Wednesdays are my days for ultimate self-destruction at the gym. So, it only seems apropos that Dr. Oz would be on during my 45 minutes of elliptical vengeance to cherry top my workout. If men are from Mars and women are from Venus, Dr. Oz is sailing away from reality on the Hubble Telescope hoping to have lunch with Mork and Mindy. Nanoo Nanoo. Oz has to have broken the record for televised dramatizations using giant acrylic feces. Even worse, he’s convincing people that their doctors think they are crazy and are causing them more harm than good. Like in any profession, there are some subpar physicians walking the earth. And occasionally you may have the experience that a doctor thinks you are nuts. Well, if you go to your doctor spouting most of the weird things said on the Dr. Oz show, you probably ARE crazy. And if you’re not, don’t listen to Dr. Oz! Get another doctor!
Have you seen his “scientific” demonstrations? A couple of weeks ago I learned that if I tie some red yarn to the back of my eyeball and set it on fire, and it burns slowly, then I can read in the dark. Another demonstration shows that if I poke a hole in my head with something sharp and there is a brain aneurysm underneath it, it will pop. And yet another show demonstrated that if I put on mittens in the morning, then soak my mitten covered hands in ice water, and finish by rubbing my arms with these icy cold wet mittens, it will give me more energy. “You can quote me. The man is a FRUITCAKE,” says RN Elizabeth Arsenault.

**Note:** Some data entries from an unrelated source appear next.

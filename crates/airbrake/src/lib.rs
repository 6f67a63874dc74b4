// Copyright (c) 2025 Geoffrey Huntley <ghuntley@ghuntley.com>. All rights reserved.
// SPDX-License-Identifier: Proprietary

//! Airbrake notifier for Rust applications.
//!
//! Errors are normalized into [`Notice`]s and delivered either to a local
//! [`NotificationHandler`] or, by default, over HTTP to an Airbrake-compatible
//! collector. Delivery is synchronous; nothing is queued, batched or retried.
//!
//! # Example
//!
//! ```ignore
//! use airbrake::{Client, Configuration};
//!
//! let client = Client::new(Configuration::new("your_api_key"))?;
//!
//! if let Err(e) = load_settings() {
//!     client.notify_on_std_error(&e)?;
//! }
//! ```

mod backtrace;
mod client;
mod configuration;
mod connection;
mod error;
mod handler;

pub use crate::backtrace::{
	parse_backtrace, BacktraceCapture, ExceptionBacktraceExt, StackCapture,
};
pub use client::Client;
pub use configuration::{
	Configuration, DEFAULT_API_ENDPOINT, DEFAULT_ENVIRONMENT, DEFAULT_REQUEST_TIMEOUT,
};
pub use connection::{
	Connection, HttpConnection, API_KEY_HEADER, NOTIFIER_NAME, NOTIFIER_URL, NOTIFIER_VERSION,
};
pub use error::{ConfigurationError, NotifierError, Result};
pub use handler::{NotificationHandler, SharedNotificationHandler};

// Re-export core types for convenience
pub use airbrake_core::{Exception, Frame, Notice, RawFrame, SourceLocation};
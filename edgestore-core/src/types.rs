//! Wire types shared by the pipeline, the HTTP shim and the client.

use std::collections::BTreeMap;

use chrono::{DateTime, Utc};
use serde::{Deserialize, Serialize};
use serde_json::Value;

/// Metadata attached to a stored file.
pub type Metadata = BTreeMap<String, String>;

#[derive(Debug, Clone, Copy, PartialEq, Eq, Hash, Serialize, Deserialize)]
#[serde(rename_all = "UPPERCASE")]
pub enum BucketType {
    Image,
    File,
}

/// One resolved path segment (`owner` → `"u-1"`).
#[derive(Debug, Clone, PartialEq, Eq, Serialize, Deserialize)]
pub struct PathValue {
    pub key: String,
    pub value: String,
}

impl PathValue {
    pub fn new(key: impl Into<String>, value: impl Into<String>) -> Self {
        Self {
            key: key.into(),
            value: value.into(),
        }
    }
}

/// What the client claims about the file it wants to upload.
#[derive(Debug, Clone, PartialEq, Serialize, Deserialize)]
#[serde(rename_all = "camelCase")]
pub struct FileInfo {
    pub size: u64,
    #[serde(rename = "type")]
    pub mime_type: String,
    pub extension: String,
    #[serde(default, skip_serializing_if = "Option::is_none")]
    pub file_name: Option<String>,
    #[serde(default, skip_serializing_if = "Option::is_none")]
    pub replace_target_url: Option<String>,
    #[serde(default)]
    pub temporary: bool,
}

/// Authoritative file record as reported by the provider.
#[derive(Debug, Clone, PartialEq, Serialize, Deserialize)]
#[serde(rename_all = "camelCase")]
pub struct FileRecord {
    pub url: String,
    pub size: u64,
    pub uploaded_at: DateTime<Utc>,
    pub path: Vec<PathValue>,
    pub metadata: Metadata,
}

// ---- /init ----

#[derive(Debug, Clone, PartialEq, Serialize, Deserialize)]
#[serde(rename_all = "camelCase")]
pub struct InitResponse {
    #[serde(default, skip_serializing_if = "Option::is_none")]
    pub token: Option<String>,
    pub base_url: String,
}

// ---- /request-upload ----

#[derive(Debug, Clone, PartialEq, Serialize, Deserialize)]
#[serde(rename_all = "camelCase")]
pub struct RequestUploadBody {
    pub bucket_name: String,
    #[serde(default)]
    pub input: Value,
    pub file_info: FileInfo,
}

#[derive(Debug, Clone, PartialEq, Serialize, Deserialize)]
#[serde(rename_all = "camelCase")]
pub struct PartUrl {
    pub part_number: u32,
    pub upload_url: String,
}

/// Provider state for a multipart transfer.
#[derive(Debug, Clone, PartialEq, Serialize, Deserialize)]
#[serde(rename_all = "camelCase")]
pub struct MultipartHandle {
    pub upload_id: String,
    pub key: String,
    pub part_size: u64,
    pub total_parts: u32,
    pub parts: Vec<PartUrl>,
}

/// Single signed PUT or a multipart handle.
#[derive(Debug, Clone, PartialEq, Serialize, Deserialize)]
#[serde(untagged)]
pub enum UploadTarget {
    Single {
        #[serde(rename = "uploadUrl")]
        upload_url: String,
    },
    Multipart {
        multipart: MultipartHandle,
    },
}

#[derive(Debug, Clone, PartialEq, Serialize, Deserialize)]
#[serde(rename_all = "camelCase")]
pub struct RequestUploadResult {
    #[serde(flatten)]
    pub target: UploadTarget,
    pub access_url: String,
    #[serde(default, skip_serializing_if = "Option::is_none")]
    pub thumbnail_url: Option<String>,
    pub size: u64,
    pub uploaded_at: DateTime<Utc>,
    pub path: Vec<PathValue>,
    pub metadata: Metadata,
}

// ---- /request-upload-parts ----

#[derive(Debug, Clone, PartialEq, Serialize, Deserialize)]
#[serde(rename_all = "camelCase")]
pub struct PartsRequest {
    pub upload_id: String,
    pub parts: Vec<u32>,
}

#[derive(Debug, Clone, PartialEq, Serialize, Deserialize)]
pub struct RequestUploadPartsBody {
    pub multipart: PartsRequest,
    /// Object key of the multipart upload.
    pub path: String,
}

#[derive(Debug, Clone, PartialEq, Serialize, Deserialize)]
#[serde(rename_all = "camelCase")]
pub struct SignedParts {
    pub upload_id: String,
    pub parts: Vec<PartUrl>,
}

#[derive(Debug, Clone, PartialEq, Serialize, Deserialize)]
pub struct RequestUploadPartsResult {
    pub multipart: SignedParts,
}

// ---- /complete-multipart-upload ----

#[derive(Debug, Clone, PartialEq, Serialize, Deserialize)]
#[serde(rename_all = "camelCase")]
pub struct CompletedPart {
    pub part_number: u32,
    #[serde(rename = "eTag")]
    pub e_tag: String,
}

#[derive(Debug, Clone, PartialEq, Serialize, Deserialize)]
#[serde(rename_all = "camelCase")]
pub struct CompleteMultipartUploadBody {
    #[serde(default, skip_serializing_if = "Option::is_none")]
    pub bucket_name: Option<String>,
    pub upload_id: String,
    pub key: String,
    pub parts: Vec<CompletedPart>,
}

// ---- /confirm-upload + /delete-file ----

#[derive(Debug, Clone, PartialEq, Serialize, Deserialize)]
#[serde(rename_all = "camelCase")]
pub struct ConfirmUploadBody {
    pub bucket_name: String,
    pub url: String,
}

#[derive(Debug, Clone, PartialEq, Serialize, Deserialize)]
#[serde(rename_all = "camelCase")]
pub struct DeleteFileBody {
    pub bucket_name: String,
    pub url: String,
}

#[derive(Debug, Clone, Copy, PartialEq, Eq, Serialize, Deserialize)]
pub struct SuccessResult {
    pub success: bool,
}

This past Wednesday morning he assured me that it is not harmful to eat the boogers you pick out of your nose. (He clearly didn’t take into account the social ramifications of that act.) Of course it was accompanied with another dramatization: he reached up into the nostril of a five foot high nose and pulled out green goop and licked it off his hand. I wish I had had a camera to record the nauseated looks on the other people exercising around me. This particular episode got so bad I actually had to stare at the floor to keep from revisiting the chocolate chip muffin I ate for breakfast.
I can just picture him pint sized and singing, “We represent the lollipop kids!” and welcoming me to Munchkin Land. I really wish that is where he would stay.